**ASSIGNMENT**
Look through the records below for the line with "x0, &row_tops, y, style.grid_width);" and the line with "let top = row_tops[0];", then return those lines and all lines between, exactly.

Saved data entries:
┌──

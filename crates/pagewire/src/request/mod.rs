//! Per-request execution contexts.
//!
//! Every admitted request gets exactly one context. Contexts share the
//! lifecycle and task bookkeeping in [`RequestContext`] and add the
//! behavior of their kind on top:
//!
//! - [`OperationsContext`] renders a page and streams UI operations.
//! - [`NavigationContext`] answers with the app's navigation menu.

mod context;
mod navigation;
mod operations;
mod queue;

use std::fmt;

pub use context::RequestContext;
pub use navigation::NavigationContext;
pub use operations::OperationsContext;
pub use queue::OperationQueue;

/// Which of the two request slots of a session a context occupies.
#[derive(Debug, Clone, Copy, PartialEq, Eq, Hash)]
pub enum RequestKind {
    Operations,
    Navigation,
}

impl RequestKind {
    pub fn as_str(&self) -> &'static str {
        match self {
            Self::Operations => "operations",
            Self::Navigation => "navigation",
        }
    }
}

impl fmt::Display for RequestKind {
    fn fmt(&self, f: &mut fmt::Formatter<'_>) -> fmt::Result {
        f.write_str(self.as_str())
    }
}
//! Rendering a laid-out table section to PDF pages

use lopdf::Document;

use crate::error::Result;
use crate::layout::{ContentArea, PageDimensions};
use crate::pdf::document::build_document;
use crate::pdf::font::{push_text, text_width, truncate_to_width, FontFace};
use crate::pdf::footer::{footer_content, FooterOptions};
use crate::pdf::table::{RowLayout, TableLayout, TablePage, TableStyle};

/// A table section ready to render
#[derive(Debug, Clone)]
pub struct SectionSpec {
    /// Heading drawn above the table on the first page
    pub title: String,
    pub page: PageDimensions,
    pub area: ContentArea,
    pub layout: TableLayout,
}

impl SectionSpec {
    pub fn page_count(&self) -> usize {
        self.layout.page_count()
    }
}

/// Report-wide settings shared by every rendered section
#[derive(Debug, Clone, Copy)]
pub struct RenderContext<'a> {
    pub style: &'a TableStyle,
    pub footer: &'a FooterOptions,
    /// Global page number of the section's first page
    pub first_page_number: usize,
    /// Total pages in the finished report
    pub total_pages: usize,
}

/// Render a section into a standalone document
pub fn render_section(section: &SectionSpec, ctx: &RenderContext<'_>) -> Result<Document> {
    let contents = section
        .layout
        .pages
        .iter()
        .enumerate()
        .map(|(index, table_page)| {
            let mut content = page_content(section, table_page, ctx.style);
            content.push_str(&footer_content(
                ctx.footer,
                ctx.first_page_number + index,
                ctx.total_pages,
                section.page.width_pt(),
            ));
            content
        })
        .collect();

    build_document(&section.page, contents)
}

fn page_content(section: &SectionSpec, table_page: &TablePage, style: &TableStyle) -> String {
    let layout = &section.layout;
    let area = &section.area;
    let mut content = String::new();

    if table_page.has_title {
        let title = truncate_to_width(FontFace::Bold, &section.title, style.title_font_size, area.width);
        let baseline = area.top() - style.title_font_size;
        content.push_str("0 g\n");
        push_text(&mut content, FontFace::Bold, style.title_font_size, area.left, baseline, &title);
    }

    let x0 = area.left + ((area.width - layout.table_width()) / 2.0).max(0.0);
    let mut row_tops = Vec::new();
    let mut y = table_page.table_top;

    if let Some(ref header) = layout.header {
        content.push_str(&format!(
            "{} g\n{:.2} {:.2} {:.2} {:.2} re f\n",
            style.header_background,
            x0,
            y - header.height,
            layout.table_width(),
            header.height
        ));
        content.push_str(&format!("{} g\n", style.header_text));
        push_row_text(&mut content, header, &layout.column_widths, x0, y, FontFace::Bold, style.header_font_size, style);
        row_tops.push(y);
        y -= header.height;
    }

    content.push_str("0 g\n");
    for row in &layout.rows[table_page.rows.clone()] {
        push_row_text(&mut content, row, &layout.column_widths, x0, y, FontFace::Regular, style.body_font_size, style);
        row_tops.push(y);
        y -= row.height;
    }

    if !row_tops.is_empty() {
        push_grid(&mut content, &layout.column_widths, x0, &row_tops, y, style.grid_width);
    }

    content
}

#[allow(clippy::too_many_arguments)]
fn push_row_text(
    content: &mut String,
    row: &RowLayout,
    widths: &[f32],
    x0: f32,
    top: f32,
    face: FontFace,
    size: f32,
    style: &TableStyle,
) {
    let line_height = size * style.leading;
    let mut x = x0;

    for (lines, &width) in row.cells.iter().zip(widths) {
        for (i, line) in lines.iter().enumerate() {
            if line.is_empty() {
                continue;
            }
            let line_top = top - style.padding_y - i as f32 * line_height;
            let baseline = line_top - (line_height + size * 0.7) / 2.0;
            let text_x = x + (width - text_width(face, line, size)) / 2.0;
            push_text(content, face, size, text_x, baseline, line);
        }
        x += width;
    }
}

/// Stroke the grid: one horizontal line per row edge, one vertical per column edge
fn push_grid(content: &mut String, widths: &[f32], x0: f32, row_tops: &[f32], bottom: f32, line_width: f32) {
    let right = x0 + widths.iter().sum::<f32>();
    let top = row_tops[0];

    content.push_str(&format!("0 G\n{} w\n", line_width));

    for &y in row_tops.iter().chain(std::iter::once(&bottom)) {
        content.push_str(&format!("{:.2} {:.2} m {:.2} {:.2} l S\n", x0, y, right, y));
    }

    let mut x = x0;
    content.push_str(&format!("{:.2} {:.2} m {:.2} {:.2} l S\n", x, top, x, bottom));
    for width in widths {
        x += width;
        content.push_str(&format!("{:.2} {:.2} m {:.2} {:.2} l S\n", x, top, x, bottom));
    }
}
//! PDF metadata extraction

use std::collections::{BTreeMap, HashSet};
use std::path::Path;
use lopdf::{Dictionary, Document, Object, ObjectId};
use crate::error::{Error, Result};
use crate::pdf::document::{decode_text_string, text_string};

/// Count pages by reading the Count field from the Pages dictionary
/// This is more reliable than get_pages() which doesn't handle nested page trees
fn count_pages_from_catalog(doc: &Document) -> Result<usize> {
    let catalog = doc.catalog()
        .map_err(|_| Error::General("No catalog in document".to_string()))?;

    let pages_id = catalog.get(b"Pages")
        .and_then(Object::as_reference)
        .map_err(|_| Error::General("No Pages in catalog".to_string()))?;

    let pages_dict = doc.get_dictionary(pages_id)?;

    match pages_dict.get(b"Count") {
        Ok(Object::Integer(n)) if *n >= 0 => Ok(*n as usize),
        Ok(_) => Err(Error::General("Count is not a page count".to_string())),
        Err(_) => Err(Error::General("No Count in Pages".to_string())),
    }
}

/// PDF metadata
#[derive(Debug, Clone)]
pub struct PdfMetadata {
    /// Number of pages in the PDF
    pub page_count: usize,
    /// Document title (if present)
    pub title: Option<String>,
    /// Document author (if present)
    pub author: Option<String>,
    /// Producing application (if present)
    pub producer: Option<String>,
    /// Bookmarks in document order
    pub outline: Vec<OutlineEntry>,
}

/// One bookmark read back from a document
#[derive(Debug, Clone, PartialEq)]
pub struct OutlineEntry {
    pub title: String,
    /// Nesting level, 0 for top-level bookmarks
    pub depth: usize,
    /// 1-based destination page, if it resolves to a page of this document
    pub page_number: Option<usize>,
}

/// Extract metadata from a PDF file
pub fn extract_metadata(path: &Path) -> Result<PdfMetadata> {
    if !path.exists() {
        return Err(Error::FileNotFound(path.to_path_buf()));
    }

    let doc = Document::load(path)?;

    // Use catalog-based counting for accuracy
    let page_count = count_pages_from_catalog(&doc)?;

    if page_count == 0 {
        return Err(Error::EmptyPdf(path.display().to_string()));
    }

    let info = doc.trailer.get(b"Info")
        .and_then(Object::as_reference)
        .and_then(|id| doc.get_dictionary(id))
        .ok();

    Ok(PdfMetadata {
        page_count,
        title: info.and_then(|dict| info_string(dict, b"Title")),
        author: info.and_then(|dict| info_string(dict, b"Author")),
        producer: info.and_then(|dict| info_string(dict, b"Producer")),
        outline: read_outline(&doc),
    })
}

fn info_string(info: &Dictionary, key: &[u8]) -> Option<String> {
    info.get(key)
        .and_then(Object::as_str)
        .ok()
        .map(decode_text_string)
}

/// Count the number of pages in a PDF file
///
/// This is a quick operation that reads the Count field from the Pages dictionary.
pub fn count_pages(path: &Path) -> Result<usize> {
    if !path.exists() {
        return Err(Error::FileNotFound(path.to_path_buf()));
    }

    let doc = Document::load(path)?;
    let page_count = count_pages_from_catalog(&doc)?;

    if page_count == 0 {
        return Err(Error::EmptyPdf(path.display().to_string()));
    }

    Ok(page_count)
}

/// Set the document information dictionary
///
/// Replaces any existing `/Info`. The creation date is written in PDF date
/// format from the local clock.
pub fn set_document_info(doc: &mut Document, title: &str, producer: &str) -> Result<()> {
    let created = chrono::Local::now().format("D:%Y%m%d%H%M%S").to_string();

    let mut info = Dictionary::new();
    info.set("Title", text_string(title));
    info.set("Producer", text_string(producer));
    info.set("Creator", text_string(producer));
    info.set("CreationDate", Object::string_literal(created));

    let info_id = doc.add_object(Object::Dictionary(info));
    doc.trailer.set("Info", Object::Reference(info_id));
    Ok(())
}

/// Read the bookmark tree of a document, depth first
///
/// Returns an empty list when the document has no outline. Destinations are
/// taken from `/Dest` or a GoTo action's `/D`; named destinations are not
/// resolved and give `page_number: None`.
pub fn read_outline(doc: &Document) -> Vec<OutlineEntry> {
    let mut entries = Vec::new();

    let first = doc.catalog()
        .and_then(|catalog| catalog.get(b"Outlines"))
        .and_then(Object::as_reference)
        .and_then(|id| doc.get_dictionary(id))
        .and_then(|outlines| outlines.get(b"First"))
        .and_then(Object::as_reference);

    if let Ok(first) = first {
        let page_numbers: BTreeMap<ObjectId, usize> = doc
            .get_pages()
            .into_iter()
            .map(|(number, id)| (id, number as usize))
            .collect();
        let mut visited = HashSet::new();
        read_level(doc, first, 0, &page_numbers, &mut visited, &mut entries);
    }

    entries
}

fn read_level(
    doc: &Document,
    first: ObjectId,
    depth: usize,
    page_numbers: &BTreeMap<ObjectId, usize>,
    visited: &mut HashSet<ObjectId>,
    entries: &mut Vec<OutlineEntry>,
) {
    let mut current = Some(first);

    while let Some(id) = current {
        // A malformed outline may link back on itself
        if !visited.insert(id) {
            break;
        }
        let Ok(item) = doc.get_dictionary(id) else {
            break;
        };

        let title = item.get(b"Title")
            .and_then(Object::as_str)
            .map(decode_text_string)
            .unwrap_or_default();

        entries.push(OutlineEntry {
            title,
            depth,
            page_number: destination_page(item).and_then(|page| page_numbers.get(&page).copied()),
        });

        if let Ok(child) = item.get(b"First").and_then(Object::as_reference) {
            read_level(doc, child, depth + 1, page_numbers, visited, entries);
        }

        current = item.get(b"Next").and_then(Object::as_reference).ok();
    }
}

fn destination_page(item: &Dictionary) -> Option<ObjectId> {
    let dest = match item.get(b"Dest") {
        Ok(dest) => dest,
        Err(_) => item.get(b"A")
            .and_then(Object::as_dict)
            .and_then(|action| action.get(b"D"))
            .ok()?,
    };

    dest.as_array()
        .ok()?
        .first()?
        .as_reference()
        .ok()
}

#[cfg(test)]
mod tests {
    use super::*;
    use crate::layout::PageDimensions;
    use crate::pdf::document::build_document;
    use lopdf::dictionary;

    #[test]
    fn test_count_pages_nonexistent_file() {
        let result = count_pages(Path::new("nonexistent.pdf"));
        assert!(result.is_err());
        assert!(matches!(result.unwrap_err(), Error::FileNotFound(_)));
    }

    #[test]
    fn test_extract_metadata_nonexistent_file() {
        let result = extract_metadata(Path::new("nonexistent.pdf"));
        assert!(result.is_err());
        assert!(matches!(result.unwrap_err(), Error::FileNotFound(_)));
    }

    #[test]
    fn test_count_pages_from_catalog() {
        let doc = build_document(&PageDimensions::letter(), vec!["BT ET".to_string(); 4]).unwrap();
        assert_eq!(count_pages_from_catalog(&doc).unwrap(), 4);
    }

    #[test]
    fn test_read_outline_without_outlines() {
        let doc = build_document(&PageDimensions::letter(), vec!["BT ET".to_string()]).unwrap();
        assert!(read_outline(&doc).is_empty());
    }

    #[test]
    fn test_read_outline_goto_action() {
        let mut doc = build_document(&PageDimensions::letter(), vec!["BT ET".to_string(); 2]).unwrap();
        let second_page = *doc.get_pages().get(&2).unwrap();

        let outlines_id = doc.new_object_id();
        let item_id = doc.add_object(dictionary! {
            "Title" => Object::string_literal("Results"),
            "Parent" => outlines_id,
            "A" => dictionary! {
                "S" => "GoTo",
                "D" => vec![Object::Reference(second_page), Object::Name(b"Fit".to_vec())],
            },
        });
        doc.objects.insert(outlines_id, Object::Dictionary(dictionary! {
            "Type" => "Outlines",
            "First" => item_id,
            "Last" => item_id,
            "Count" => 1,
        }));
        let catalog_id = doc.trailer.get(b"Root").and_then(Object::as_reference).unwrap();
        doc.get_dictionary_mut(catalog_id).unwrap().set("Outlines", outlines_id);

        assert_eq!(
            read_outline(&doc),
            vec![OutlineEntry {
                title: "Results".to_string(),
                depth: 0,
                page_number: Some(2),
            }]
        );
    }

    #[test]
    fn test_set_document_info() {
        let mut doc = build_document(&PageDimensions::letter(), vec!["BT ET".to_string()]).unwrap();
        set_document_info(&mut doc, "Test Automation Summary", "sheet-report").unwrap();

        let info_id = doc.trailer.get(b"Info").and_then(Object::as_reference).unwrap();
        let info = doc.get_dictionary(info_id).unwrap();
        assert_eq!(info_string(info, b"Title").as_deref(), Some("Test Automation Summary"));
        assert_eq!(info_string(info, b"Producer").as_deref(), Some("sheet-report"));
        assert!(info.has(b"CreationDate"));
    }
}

└──

**RESPONSE BELOW**
        push_grid(&mut content, &layout.column_widths, x0, &row_tops, y, style.grid_width);
    }

    content
}

#[allow(clippy::too_many_arguments)]
fn push_row_text(
    content: &mut String,
    row: &RowLayout,
    widths: &[f32],
    x0: f32,
    top: f32,
    face: FontFace,
    size: f32,
    style: &TableStyle,
) {
    let line_height = size * style.leading;
    let mut x = x0;

    for (lines, &width) in row.cells.iter().zip(widths) {
        for (i, line) in lines.iter().enumerate() {
            if line.is_empty() {
                continue;
            }
            let line_top = top - style.padding_y - i as f32 * line_height;
            let baseline = line_top - (line_height + size * 0.7) / 2.0;
            let text_x = x + (width - text_width(face, line, size)) / 2.0;
            push_text(content, face, size, text_x, baseline, line);
        }
        x += width;
    }
}

/// Stroke the grid: one horizontal line per row edge, one vertical per column edge
fn push_grid(content: &mut String, widths: &[f32], x0: f32, row_tops: &[f32], bottom: f32, line_width: f32) {
    let right = x0 + widths.iter().sum::<f32>();
    let top = row_tops[0];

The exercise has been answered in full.